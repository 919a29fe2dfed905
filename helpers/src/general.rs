use std::error::Error;
use std::fmt;

/// InputValueError is used if some configuration option does not fulfill the posed
/// requirements, e.g., a refresh interval below the allowed minimum.
#[derive(Debug, Clone, PartialEq, Eq)]
pub struct InputValueError {
    pub option: String,
    pub requirement: String,
}

impl InputValueError {
    pub fn new(option: &str, requirement: &str) -> InputValueError {
        InputValueError {
            option: option.to_owned(),
            requirement: requirement.to_owned(),
        }
    }
}

impl fmt::Display for InputValueError {
    fn fmt(&self, f: &mut fmt::Formatter) -> fmt::Result {
        write!(f, "Invalid input value for {}: {}", self.option, self.requirement)
    }
}

impl Error for InputValueError {}

/// is_zero_width returns true for the invisible characters timing pages like to sprinkle into
/// their cells (zero-width space/joiners and the byte order mark).
fn is_zero_width(c: char) -> bool {
    matches!(c, '\u{200b}' | '\u{200c}' | '\u{200d}' | '\u{feff}')
}

/// clean_text normalizes a string scraped from a timing feed: zero-width characters are
/// removed, non-breaking spaces become plain spaces, the result is trimmed and inner runs of
/// whitespace are collapsed into a single space.
pub fn clean_text(s: &str) -> String {
    let mut out = String::with_capacity(s.len());
    let mut pending_space = false;

    for c in s.chars().filter(|&c| !is_zero_width(c)) {
        let c = if c == '\u{a0}' { ' ' } else { c };
        if c.is_whitespace() {
            pending_space = !out.is_empty();
            continue;
        }
        if pending_space {
            out.push(' ');
            pending_space = false;
        }
        out.push(c);
    }

    out
}

/// non_empty returns the cleaned string if anything is left after cleaning.
pub fn non_empty(s: Option<&str>) -> Option<String> {
    s.map(clean_text).filter(|s| !s.is_empty())
}
use crate::core::snapshot::{Prediction, Snapshot};

/// prediction_view returns the snapshot's prediction, or the canonical "no prediction" value
/// (not finished, every other field absent) if the feed did not supply one.
pub fn prediction_view(snapshot: &Snapshot) -> &Prediction {
    snapshot.prediction.as_ref().unwrap_or(&Prediction::NONE)
}

pub fn is_finished(snapshot: &Snapshot) -> bool {
    prediction_view(snapshot).finished
}

pub fn finish_net_pred(snapshot: &Snapshot) -> Option<&str> {
    prediction_view(snapshot).finish_net_pred.as_deref()
}

#[cfg(test)]
mod tests {
    use super::*;

    #[test]
    fn missing_prediction_reads_as_unfinished() {
        let snap = Snapshot::default();
        assert_eq!(prediction_view(&snap), &Prediction::NONE);
        assert!(!is_finished(&snap));
        assert_eq!(finish_net_pred(&snap), None);
    }

    #[test]
    fn present_prediction_is_passed_through() {
        let snap = Snapshot::default().with_prediction(Prediction {
            finished: true,
            finish_net_pred: Some("3:10:00".to_owned()),
            ..Default::default()
        });
        assert!(is_finished(&snap));
        assert_eq!(finish_net_pred(&snap), Some("3:10:00"));
        assert_eq!(prediction_view(&snap).next_point_km, None);
    }
}
use crate::core::participant::Participant;
use crate::core::snapshot::Snapshot;

/// ParticipantRegistry supplies the roster of a race. Creating and removing participants is the
/// registry's business, the engine only ever lists them.
pub trait ParticipantRegistry: Send + Sync {
    fn list_participants(&self, race_id: &str) -> anyhow::Result<Vec<Participant>>;
}

/// TimingFeed fetches the current timing data of one participant. Implementations must not
/// block indefinitely; any error is turned into an error-marked snapshot by the engine.
pub trait TimingFeed: Send + Sync {
    fn fetch_snapshot(&self, participant: &Participant) -> anyhow::Result<Snapshot>;
}
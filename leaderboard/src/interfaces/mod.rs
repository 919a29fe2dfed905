pub mod collaborators;
pub mod json_sources;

(EXERCISE DETAILS): Retype the entries word for word.

(OUTPUT OF THE TASK):
repository 919a29fe2dfed905
filename helpers/src/general.rs
use std::error::Error;
use std::fmt;

/// InputValueError is used if some configuration option does not fulfill the posed
/// requirements, e.g., a refresh interval below the allowed minimum.
#[derive(Debug, Clone, PartialEq, Eq)]
pub struct InputValueError {
    pub option: String,
    pub requirement: String,
}

impl InputValueError {
    pub fn new(option: &str, requirement: &str) -> InputValueError {
        InputValueError {
            option: option.to_owned(),
            requirement: requirement.to_owned(),
        }
    }
}

impl fmt::Display for InputValueError {
    fn fmt(&self, f: &mut fmt::Formatter) -> fmt::Result {
        write!(f, "Invalid input value for {}: {}", self.option, self.requirement)
    }
}

impl Error for InputValueError {}

/// is_zero_width returns true for the invisible characters timing pages like to sprinkle into
/// their cells (zero-width space/joiners and the byte order mark).
fn is_zero_width(c: char) -> bool {
    matches!(c, '\u{200b}' | '\u{200c}' | '\u{200d}' | '\u{feff}')
}

/// clean_text normalizes a string scraped from a timing feed: zero-width characters are
/// removed, non-breaking spaces become plain spaces, the result is trimmed and inner runs of
/// whitespace are collapsed into a single space.
pub fn clean_text(s: &str) -> String {
    let mut out = String::with_capacity(s.len());
    let mut pending_space = false;

    for c in s.chars().filter(|&c| !is_zero_width(c)) {
        let c = if c == '\u{a0}' { ' ' } else { c };
        if c.is_whitespace() {
            pending_space = !out.is_empty();
            continue;
        }
        if pending_space {
            out.push(' ');
            pending_space = false;
        }
        out.push(c);
    }

    out
}

/// non_empty returns the cleaned string if anything is left after cleaning.
pub fn non_empty(s: Option<&str>) -> Option<String> {
    s.map(clean_text).filter(|s| !s.is_empty())
}
use crate::core::snapshot::{Prediction, Snapshot};

/// prediction_view returns the snapshot's prediction, or the canonical "no prediction" value
/// (not finished, every other field absent) if the feed did not supply one.
pub fn prediction_view(snapshot: &Snapshot) -> &Prediction {
    snapshot.prediction.as_ref().unwrap_or(&Prediction::NONE)
}

pub fn is_finished(snapshot: &Snapshot) -> bool {
    prediction_view(snapshot).finished
}

pub fn finish_net_pred(snapshot: &Snapshot) -> Option<&str> {
    prediction_view(snapshot).finish_net_pred.as_deref()
}

#[cfg(test)]
mod tests {
    use super::*;

    #[test]
    fn missing_prediction_reads_as_unfinished() {
        let snap = Snapshot::default();
        assert_eq!(prediction_view(&snap), &Prediction::NONE);
        assert!(!is_finished(&snap));
        assert_eq!(finish_net_pred(&snap), None);
    }

    #[test]
    fn present_prediction_is_passed_through() {
        let snap = Snapshot::default().with_prediction(Prediction {
            finished: true,
            finish_net_pred: Some("3:10:00".to_owned()),
            ..Default::default()
        });
        assert!(is_finished(&snap));
        assert_eq!(finish_net_pred(&snap), Some("3:10:00"));
        assert_eq!(prediction_view(&snap).next_point_km, None);
    }
}
use crate::core::participant::Participant;
use crate::core::snapshot::Snapshot;

/// ParticipantRegistry supplies the roster of a race. Creating and removing participants is the
/// registry's business, the engine only ever lists them.
pub trait ParticipantRegistry: Send + Sync {
    fn list_participants(&self, race_id: &str) -> anyhow::Result<Vec<Participant>>;
}

/// TimingFeed fetches the current timing data of one participant. Implementations must not
/// block indefinitely; any error is turned into an error-marked snapshot by the engine.
pub trait TimingFeed: Send + Sync {
    fn fetch_snapshot(&self, participant: &Participant) -> anyhow::Result<Snapshot>;
}
filename leaderboard/src/interfaces/mod.rs
repository 919a29fe2dfed905
pub mod collaborators;
pub mod json_sources;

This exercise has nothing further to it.